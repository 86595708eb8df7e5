//! Device, enumeration, and duplication lifecycle for one selected output.

use std::sync::Arc;

use tracing::{debug, info, trace, warn};

use crate::backend::{CaptureBackend, GraphicsDevice};
use crate::bitmap::BitmapImage;
use crate::device::DeviceCreationParams;
use crate::error::{CaptureError, CaptureResult};
use crate::frame::{AcquireOutcome, Frame, FrameInfo};
use crate::frame_cache::{FrameBufferCache, SurfaceReader};
use crate::frame_source::FrameSource;
use crate::monitor::{flatten_outputs, MonitorDescriptor};
use crate::pointer::PointerInfo;
use crate::reconcile::{ChangedRegionSet, RegionReconciler};
use crate::region::{Point, Rect};

#[derive(Clone, Copy, Debug, PartialEq, Eq)]
pub enum ManagerState {
    Uninitialized,
    Enumerated,
    DeviceReady,
    DuplicationReady,
    Capturing,
    TimedOut,
    /// The device or duplication was lost. Call
    /// [`CaptureDeviceManager::recover_from_device_loss`].
    DeviceLost,
}

/// Result of one successful capture step.
#[derive(Clone, Debug)]
pub struct CapturedFrame {
    /// Snapshot of the captured region. Never mutated after it is handed
    /// out.
    pub image: Arc<BitmapImage>,
    pub changes: ChangedRegionSet,
    pub info: FrameInfo,
    pub sequence: u64,
    pub output_index: usize,
    /// Output-local rectangle the image covers.
    pub region: Rect,
    /// Whether pixels were copied for this frame. `false` means `image` is
    /// the unchanged image from an earlier frame.
    pub image_updated: bool,
}

#[derive(Clone, Debug)]
pub enum CaptureStep {
    TimedOut,
    Frame(CapturedFrame),
}

type Descriptor<B> =
    MonitorDescriptor<<B as CaptureBackend>::Adapter, <B as CaptureBackend>::Output>;
type Surface<B> = <<B as CaptureBackend>::Device as GraphicsDevice>::Surface;

pub struct CaptureDeviceManager<B: CaptureBackend> {
    backend: B,
    params: DeviceCreationParams,
    // Field order is drop order: the duplication goes before its device,
    // the device before the enumeration handles.
    source: Option<FrameSource<B::Duplication>>,
    device: Option<B::Device>,
    monitors: Vec<Descriptor<B>>,
    cache: FrameBufferCache,
    reconciler: RegionReconciler,
    pointer: PointerInfo,
    state: ManagerState,
    selected: Option<usize>,
}

impl<B: CaptureBackend> CaptureDeviceManager<B> {
    /// Manager using [`DeviceCreationParams::from_env`].
    pub fn new(backend: B) -> Self {
        Self::with_params(backend, DeviceCreationParams::from_env())
    }

    pub fn with_params(backend: B, params: DeviceCreationParams) -> Self {
        Self {
            backend,
            params,
            source: None,
            device: None,
            monitors: Vec::new(),
            cache: FrameBufferCache::new(),
            reconciler: RegionReconciler::new(),
            pointer: PointerInfo::new(),
            state: ManagerState::Uninitialized,
            selected: None,
        }
    }

    pub fn state(&self) -> ManagerState {
        self.state
    }

    pub fn params(&self) -> &DeviceCreationParams {
        &self.params
    }

    pub fn monitors(&self) -> &[Descriptor<B>] {
        &self.monitors
    }

    pub fn selected_output(&self) -> Option<&Descriptor<B>> {
        self.selected.and_then(|index| self.monitors.get(index))
    }

    pub fn pointer(&self) -> &PointerInfo {
        &self.pointer
    }

    /// Whether a duplication is bound and frames can be acquired.
    pub fn is_ready(&self) -> bool {
        self.source.is_some()
    }

    /// Replace the output list with a fresh enumeration. Returns the number
    /// of outputs found.
    pub fn enumerate_outputs(&mut self) -> CaptureResult<usize> {
        self.monitors.clear();
        let entries = self.backend.enumerate_outputs()?;
        self.monitors = flatten_outputs(entries);
        if self.state == ManagerState::Uninitialized {
            self.state = ManagerState::Enumerated;
        }
        info!(outputs = self.monitors.len(), "enumerated outputs");
        for monitor in &self.monitors {
            debug!(%monitor, "output");
        }
        Ok(self.monitors.len())
    }

    /// Bind a device and duplication to output `index`.
    ///
    /// The list is enumerated again once when `index` is out of range. On
    /// failure the device and enumeration are released.
    pub fn select_and_initialize(&mut self, index: usize) -> CaptureResult<()> {
        self.teardown();
        self.selected = Some(index);

        let result = self.initialize_output(index);
        if let Err(err) = &result {
            warn!(index, error = %err, "output initialization failed");
            self.teardown();
            self.monitors.clear();
            self.state = ManagerState::Uninitialized;
        }
        result
    }

    fn initialize_output(&mut self, index: usize) -> CaptureResult<()> {
        if index >= self.monitors.len() {
            self.enumerate_outputs()?;
        }
        let descriptor = self
            .monitors
            .get(index)
            .ok_or(CaptureError::MonitorIndexOutOfRange {
                index,
                available: self.monitors.len(),
            })?;

        let device = self.backend.create_device(&descriptor.adapter, &self.params)?;
        self.state = ManagerState::DeviceReady;
        debug!(index, adapter = descriptor.adapter_index, "graphics device created");

        let source = FrameSource::initialize(&self.backend, &device, descriptor)?;
        info!(%descriptor, "duplication ready");
        self.device = Some(device);
        self.source = Some(source);
        self.state = ManagerState::DuplicationReady;
        Ok(())
    }

    /// Rebuild enumeration, device, and duplication for the previously
    /// selected output.
    pub fn recover_from_device_loss(&mut self) -> CaptureResult<()> {
        let index = self
            .selected
            .ok_or(CaptureError::InvalidState("no output has been selected"))?;
        info!(index, "recovering from device loss");
        self.teardown();
        self.monitors.clear();
        self.state = ManagerState::Uninitialized;
        self.enumerate_outputs()?;
        self.select_and_initialize(index)
    }

    fn teardown(&mut self) {
        self.source = None;
        self.device = None;
        self.cache.reset();
        if self.state != ManagerState::Uninitialized {
            self.state = if self.monitors.is_empty() {
                ManagerState::Uninitialized
            } else {
                ManagerState::Enumerated
            };
        }
    }

    fn mark_device_lost(&mut self, err: &CaptureError) {
        warn!(error = %err, "capture device lost, releasing graphics objects");
        self.source = None;
        self.device = None;
        self.state = ManagerState::DeviceLost;
    }

    pub fn current_image(&self) -> Option<Arc<BitmapImage>> {
        self.cache.current()
    }

    pub fn previous_image(&mut self, copy_if_absent: bool) -> CaptureResult<Option<Arc<BitmapImage>>> {
        self.cache.rotate_to_previous(copy_if_absent)
    }

    /// Acquire one frame, fold its metadata, and copy `region` (output-local,
    /// whole output when `None`) if anything changed.
    pub fn capture_frame(
        &mut self,
        timeout_ms: u32,
        region: Option<Rect>,
    ) -> CaptureResult<CaptureStep> {
        match self.capture_frame_inner(timeout_ms, region) {
            Err(err) if err.requires_reinitialization() => {
                self.mark_device_lost(&err);
                Err(err)
            }
            other => other,
        }
    }

    fn capture_frame_inner(
        &mut self,
        timeout_ms: u32,
        region: Option<Rect>,
    ) -> CaptureResult<CaptureStep> {
        let (Some(source), Some(device)) = (self.source.as_mut(), self.device.as_mut()) else {
            return Err(CaptureError::InvalidState("no duplication is bound"));
        };

        let desktop_rect = source.desktop_rect();
        let bounds = desktop_rect.relative_to(desktop_rect.top_left());
        let target = match region {
            None => bounds,
            Some(rect) => rect.intersect(&bounds).ok_or_else(|| {
                CaptureError::InvalidConfig(format!("region {rect:?} lies outside {bounds:?}"))
            })?,
        };

        let frame = match source.acquire_frame(timeout_ms) {
            Ok(AcquireOutcome::Frame(frame)) => frame,
            Ok(AcquireOutcome::TimedOut) => {
                self.state = ManagerState::TimedOut;
                return Ok(CaptureStep::TimedOut);
            }
            Err(err) => {
                let _ = source.release_frame();
                return Err(err);
            }
        };
        let info = frame.info;
        let sequence = frame.sequence;
        let copied = copy_changes::<B>(device, &mut self.cache, &mut self.reconciler, &frame, target);

        if copied.is_ok() {
            if let Err(err) = source.update_pointer(&mut self.pointer, Point::default()) {
                if err.requires_reinitialization() {
                    let _ = source.release_frame();
                    return Err(err);
                }
                warn!(error = %err, "pointer update failed");
            }
        }

        let released = source.release_frame();
        let (changes, image, image_updated) = copied?;
        released?;

        self.state = ManagerState::Capturing;
        trace!(sequence, area = changes.total_area, image_updated, "captured frame");
        Ok(CaptureStep::Frame(CapturedFrame {
            image,
            changes,
            info,
            sequence,
            output_index: source.output_index(),
            region: target,
            image_updated,
        }))
    }
}

fn copy_changes<B: CaptureBackend>(
    device: &mut B::Device,
    cache: &mut FrameBufferCache,
    reconciler: &mut RegionReconciler,
    frame: &Frame<'_, Surface<B>>,
    target: Rect,
) -> CaptureResult<(ChangedRegionSet, Arc<BitmapImage>, bool)> {
    let changes = reconciler.reconcile_into(&frame.metadata)?.clone();
    if changes.is_empty() {
        if let Some(image) = cache.current_from(target) {
            return Ok((changes, image, false));
        }
    }

    cache.retire_current();
    let mut reader = SurfaceReader {
        device,
        surface: frame.surface,
    };
    let image = cache.capture_region(&mut reader, target)?;
    Ok((changes, image, true))
}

Problem details
Where a line in the entries holds the word "DuplicationReady", copy that line.

Solution to this exercise
    DuplicationReady,
        self.state = ManagerState::DuplicationReady;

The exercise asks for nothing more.